I also tryed AdoptOpenJDK, and it also have this problem. So maybe this is an upstream bug? Where should i report this?
Thanks
Steps to reproduce the behavior:
- Windows 10, Chinese Simplified
- Enable "Beta: Use Unicode UTF-8 for worldwide language support" in control panel
- java --help
- See error
Expected behavior Help text is shown correctly.
Screenshots

output of java --help, help text encoded with GBK while the system is using UTF-8
java-help.txt
Hi @everything411 - If this is also occurring with AdoptOpenJDK then the likely issue is with OpenJDK itself (or some common configuration that you need to set).

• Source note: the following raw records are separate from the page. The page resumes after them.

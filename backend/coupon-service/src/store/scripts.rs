/// Server-side scripts for the issuance decision.
///
/// The whole decision (duplicate check, stock check, debit, admission
/// record) runs as one indivisible step inside Redis, which linearizes
/// concurrent invocations on its command queue. Everything else in the
/// service exists to make this step's outputs durable.
///
/// All three keys carry the same `{event_id}` hash tag so a cluster
/// deployment co-locates them on one shard.

/// Atomic check-and-commit.
///
/// KEYS[1] stock counter, KEYS[2] participant set, KEYS[3] per-user cache
/// slot. ARGV[1] user id, ARGV[2] pre-minted coupon id, ARGV[3] TTL secs.
///
/// Returns `{1, 'SUCCESS', coupon_id, remaining}` on PASS, or
/// `{0, <reason>}` where reason is one of USER_ALREADY_PARTICIPATED,
/// STOCK_NOT_INITIALIZED, NO_STOCK_AVAILABLE. All three FAIL codes are
/// terminal for the request.
pub const ISSUE_SCRIPT: &str = r#"
if redis.call('SISMEMBER', KEYS[2], ARGV[1]) == 1 then
    return {0, 'USER_ALREADY_PARTICIPATED'}
end
local stock = redis.call('GET', KEYS[1])
if not stock then
    return {0, 'STOCK_NOT_INITIALIZED'}
end
if tonumber(stock) <= 0 then
    return {0, 'NO_STOCK_AVAILABLE'}
end
redis.call('SADD', KEYS[2], ARGV[1])
local remaining = redis.call('DECR', KEYS[1])
redis.call('EXPIRE', KEYS[2], ARGV[3])
redis.call('SET', KEYS[3], ARGV[2], 'EX', ARGV[3])
return {1, 'SUCCESS', ARGV[2], remaining}
"#;

/// Undo of the atomic decision, used when the issuance event could not be
/// made durable. Mirrors the issue script's shape: indivisibly removes the
/// participant and re-credits stock, guarded on current membership so
/// re-running it is idempotent.
///
/// The stock credit is skipped when the counter has already expired; the
/// event is over at that point and recreating the key would leave an
/// untracked counter behind.
///
/// KEYS as the issue script. ARGV[1] user id. Returns 1 if a decision was
/// rolled back, 0 if there was nothing to undo.
pub const COMPENSATE_SCRIPT: &str = r#"
if redis.call('SREM', KEYS[2], ARGV[1]) == 1 then
    if redis.call('EXISTS', KEYS[1]) == 1 then
        redis.call('INCR', KEYS[1])
    end
    redis.call('DEL', KEYS[3])
    return 1
end
return 0
"#;

#[cfg(test)]
mod tests {
    use super::*;

    #[test]
    fn issue_script_checks_membership_before_stock() {
        let member_check = ISSUE_SCRIPT.find("SISMEMBER").unwrap();
        let stock_read = ISSUE_SCRIPT.find("GET").unwrap();
        assert!(
            member_check < stock_read,
            "duplicate users must be rejected before stock is inspected"
        );
    }

    #[test]
    fn issue_script_never_seeds_stock() {
        // Initialization is an explicit admin action; a missing counter is
        // a terminal failure, not an invitation to auto-seed.
        assert!(ISSUE_SCRIPT.contains("STOCK_NOT_INITIALIZED"));
        assert!(!ISSUE_SCRIPT.contains("INCR"));
    }

    #[test]
    fn issue_script_debits_after_admission() {
        let admit = ISSUE_SCRIPT.find("SADD").unwrap();
        let debit = ISSUE_SCRIPT.find("DECR").unwrap();
        assert!(admit < debit);
    }

    #[test]
    fn issue_script_refreshes_ttl_on_pass() {
        assert!(ISSUE_SCRIPT.contains("EXPIRE"));
        assert!(ISSUE_SCRIPT.contains("'EX', ARGV[3]"));
    }

    #[test]
    fn compensate_script_is_guarded_on_membership() {
        assert!(COMPENSATE_SCRIPT.trim_start().starts_with("if redis.call('SREM'"));
        // Only re-credit a counter that still exists.
        let exists = COMPENSATE_SCRIPT.find("EXISTS").unwrap();
        let credit = COMPENSATE_SCRIPT.find("INCR").unwrap();
        assert!(exists < credit);
    }
}
pub mod admin;
pub mod coupons;

use actix_web::{web, HttpResponse};
use serde::Serialize;
use std::sync::Arc;

use crate::kafka::IssuancePublisher;
use crate::store::DecisionStore;

/// Route table for the service.
pub fn configure(cfg: &mut web::ServiceConfig) {
    cfg.service(
        web::scope("/api/v1")
            .route("/coupons/issue", web::post().to(coupons::issue_coupon))
            .route(
                "/coupons/status/{event_id}",
                web::get().to(coupons::event_status),
            )
            .route("/coupons/redeem", web::post().to(coupons::redeem_coupon))
            .route("/admin/events", web::post().to(admin::create_event))
            .route(
                "/admin/events/{event_id}/stock",
                web::post().to(admin::initialize_stock),
            )
            .route(
                "/admin/events/{event_id}/deactivate",
                web::post().to(admin::deactivate_event),
            ),
    )
    .route("/health", web::get().to(health))
    .route("/metrics", web::get().to(crate::metrics::metrics_handler));
}

#[derive(Serialize, Clone, Copy, PartialEq)]
#[serde(rename_all = "lowercase")]
enum ComponentStatus {
    Healthy,
    Unhealthy,
}

#[derive(Serialize)]
struct ComponentCheck {
    status: ComponentStatus,
    #[serde(skip_serializing_if = "Option::is_none")]
    message: Option<String>,
}

fn check<E: std::fmt::Display>(result: Result<(), E>) -> ComponentCheck {
    match result {
        Ok(()) => ComponentCheck {
            status: ComponentStatus::Healthy,
            message: None,
        },
        Err(e) => ComponentCheck {
            status: ComponentStatus::Unhealthy,
            message: Some(e.to_string()),
        },
    }
}

/// 200 when both the decision store and the event log producer are
/// reachable; the service cannot issue without either.
pub async fn health(
    store: web::Data<Arc<dyn DecisionStore>>,
    publisher: web::Data<Arc<dyn IssuancePublisher>>,
) -> HttpResponse {
    let store_check = check(store.ping().await);
    let producer_check = check(publisher.check_connectivity().await);

    let healthy = store_check.status == ComponentStatus::Healthy
        && producer_check.status == ComponentStatus::Healthy;

    let body = serde_json::json!({
        "status": if healthy { "healthy" } else { "unhealthy" },
        "components": {
            "store": store_check,
            "producer": producer_check,
        },
    });

    if healthy {
        HttpResponse::Ok().json(body)
    } else {
        HttpResponse::ServiceUnavailable().json(body)
    }
}
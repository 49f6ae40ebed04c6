//! Reconciliation background job.
//!
//! Periodically cross-checks the in-memory participant count against the
//! persisted issuance count for every event still worth watching. The
//! consumer may lag but must never overshoot: `issuances_in_db` above
//! `participants_in_store` means an invariant was violated somewhere.
//! The job reports; it never mutates either side.

use std::collections::HashMap;
use std::sync::Arc;
use std::time::Duration;
use tokio::time::sleep;
use tracing::{debug, error, info, warn};

use crate::db::{CouponRepository, EventRepository};
use crate::metrics;
use crate::store::DecisionStore;

/// Classified difference between the store and the database for one event.
#[derive(Debug, Clone, Copy, PartialEq, Eq)]
pub enum Discrepancy {
    /// Both sides agree.
    InSync,
    /// db < store and the gap is still moving: the consumer is draining.
    Lag { gap: i64 },
    /// db < store, the gap held steady across cycles, and the event has
    /// ended: dead-lettered or lost records, operator triage.
    Gap { gap: i64 },
    /// db > store: more durable rows than admitted participants.
    Overshoot { excess: i64 },
}

/// Pure classification, separated from I/O so the policy is testable.
///
/// `previous_gap` is the gap this event showed on the previous cycle, if
/// any; a repeat of the same value is what "stable" means.
pub fn classify(
    store_participants: i64,
    persisted: i64,
    previous_gap: Option<i64>,
    event_ended: bool,
) -> Discrepancy {
    if persisted > store_participants {
        return Discrepancy::Overshoot {
            excess: persisted - store_participants,
        };
    }
    if persisted == store_participants {
        return Discrepancy::InSync;
    }
    let gap = store_participants - persisted;
    if event_ended && previous_gap == Some(gap) {
        Discrepancy::Gap { gap }
    } else {
        Discrepancy::Lag { gap }
    }
}

pub struct ReconciliationJob {
    store: Arc<dyn DecisionStore>,
    events: EventRepository,
    coupons: CouponRepository,
    interval: Duration,
    /// How long after end_time an event is still reconciled; matches the
    /// participant TTL so tracking stops when the keys age out.
    horizon_secs: i64,
    last_gap: HashMap<String, i64>,
}

impl ReconciliationJob {
    pub fn new(
        store: Arc<dyn DecisionStore>,
        events: EventRepository,
        coupons: CouponRepository,
        interval: Duration,
        horizon_secs: i64,
    ) -> Self {
        Self {
            store,
            events,
            coupons,
            interval,
            horizon_secs,
            last_gap: HashMap::new(),
        }
    }

    pub async fn run(mut self) {
        info!(
            interval_secs = self.interval.as_secs(),
            "Reconciliation job started"
        );

        loop {
            sleep(self.interval).await;

            match self.run_cycle().await {
                Ok(checked) => {
                    debug!(events_checked = checked, "Reconciliation cycle completed");
                }
                Err(e) => {
                    error!("Reconciliation cycle failed: {:#}", e);
                }
            }
        }
    }

    async fn run_cycle(&mut self) -> anyhow::Result<usize> {
        let events = self.events.list_reconcilable(self.horizon_secs).await?;
        let now = chrono::Utc::now();

        for event in &events {
            let participants = match self.store.participants_count(&event.event_id).await {
                Ok(count) => count,
                Err(e) => {
                    // A store outage is not a discrepancy; skip the event
                    // this cycle rather than mistrain the gap history.
                    warn!(
                        event_id = %event.event_id,
                        error = %e,
                        "Skipping reconciliation, store unreachable"
                    );
                    continue;
                }
            };
            let persisted = self.coupons.count_for_event(&event.event_id).await?;
            let previous_gap = self.last_gap.get(&event.event_id).copied();

            match classify(participants, persisted, previous_gap, event.has_ended(now)) {
                Discrepancy::InSync => {
                    metrics::record_reconciliation("in_sync");
                    self.last_gap.remove(&event.event_id);
                }
                Discrepancy::Lag { gap } => {
                    metrics::record_reconciliation("lag");
                    info!(
                        event_id = %event.event_id,
                        participants = participants,
                        persisted = persisted,
                        gap = gap,
                        "Consumer lagging behind the store"
                    );
                    self.last_gap.insert(event.event_id.clone(), gap);
                }
                Discrepancy::Gap { gap } => {
                    metrics::record_reconciliation("gap");
                    warn!(
                        event_id = %event.event_id,
                        participants = participants,
                        persisted = persisted,
                        gap = gap,
                        "Stable gap after event end, records dead-lettered or lost"
                    );
                    self.last_gap.insert(event.event_id.clone(), gap);
                }
                Discrepancy::Overshoot { excess } => {
                    metrics::record_reconciliation("overshoot");
                    error!(
                        event_id = %event.event_id,
                        participants = participants,
                        persisted = persisted,
                        excess = excess,
                        "More persisted issuances than admitted participants"
                    );
                }
            }
        }

        Ok(events.len())
    }
}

We'll see if we can reproduce and advise on next steps (or submit an upstream issue on your behalf).
@gdams could you take a look into this please and verify if this also occurs on Adoptium?
@gdams could you take a look into this please and verify if this also occurs on Adoptium?
fixed in latest Adoptium JDK17-beta. still wrong encoding for Adoptium JDK16 JDK11 and JDK8
@everything411 could you please check if this happens with the MS Build of OpenJDK binaries? Which versions the problem appears, which don't?
@brunoborges
MS Build of OpenJDK 17: the problem don't appear MS Build of OpenJDK 11: the problem appears
so it seems that this problem is fixed in upstream jdk 17 but not in other versions of jdk?
@everything411 thanks for testing! If you don't mind one final question: is there an OpenJDK 11 build that you've seen that doesn't has this problem?
Maybe Zulu, or Oracle JDK?
Hi @everything411 @cyhhao
Could you please check if this issue is still happening with the packages published at microsoft.com/openjdk ?
@brunoborges
> chcp
Active code page: 65001
> java --version
openjdk 11.0.14.1 2022-02-08 LTS
OpenJDK Runtime Environment Microsoft-31205 (build 11.0.14.1+1-LTS)
OpenJDK 64-Bit Server VM Microsoft-31205 (build 11.0.14.1+1-LTS, mixed mode)
> java --version
openjdk 17.0.3 2022-04-19 LTS
OpenJDK Runtime Environment Microsoft-32931 (build 17.0.3+7-LTS)
OpenJDK 64-Bit Server VM Microsoft-32931 (build 17.0.3+7-LTS, mixed mode, sharing)
the same result as before, ok for jdk17 and bad encoding for jdk11.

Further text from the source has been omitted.